## WHAT THE EXERCISE ASKS
How many lines in the records below contain the word "TransactionId"? Give only the number.
Top of AVAILABLE DATA
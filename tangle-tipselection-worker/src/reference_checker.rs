// Copyright (c) 2022 MASSA LABS <info@massa.net>

use std::collections::VecDeque;
use std::sync::Arc;
use tangle_db_exports::TangleDb;
use tangle_models::prehash::{CapacityAllocator, PreHashSet};
use tangle_models::TransactionId;
use tangle_tipselection_exports::{ReferenceChecker, TipSelError, TipSelResult};

/// Breadth first search through trunks and branches
pub struct ReferenceCheckerImpl {
    db: Arc<dyn TangleDb>,
}

impl ReferenceCheckerImpl {
    /// new checker reading from `db`
    pub fn new(db: Arc<dyn TangleDb>) -> Self {
        ReferenceCheckerImpl { db }
    }
}

impl ReferenceChecker for ReferenceCheckerImpl {
    fn does_reference(&self, from: &TransactionId, to: &TransactionId) -> TipSelResult<bool> {
        for id in [from, to] {
            if !self.db.transaction_exists(id)? {
                return Err(TipSelError::MissingData(*id));
            }
        }
        let mut visited = PreHashSet::with_capacity(64);
        visited.insert(*from);
        let mut queue = VecDeque::from([*from]);
        while let Some(current) = queue.pop_front() {
            if current == *to {
                return Ok(true);
            }
            for parent in self.db.load_transaction(&current)?.parents() {
                if visited.insert(parent) {
                    queue.push_back(parent);
                }
            }
        }
        Ok(false)
    }
}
Bottom of AVAILABLE DATA
## WRITTEN RESPONSE
2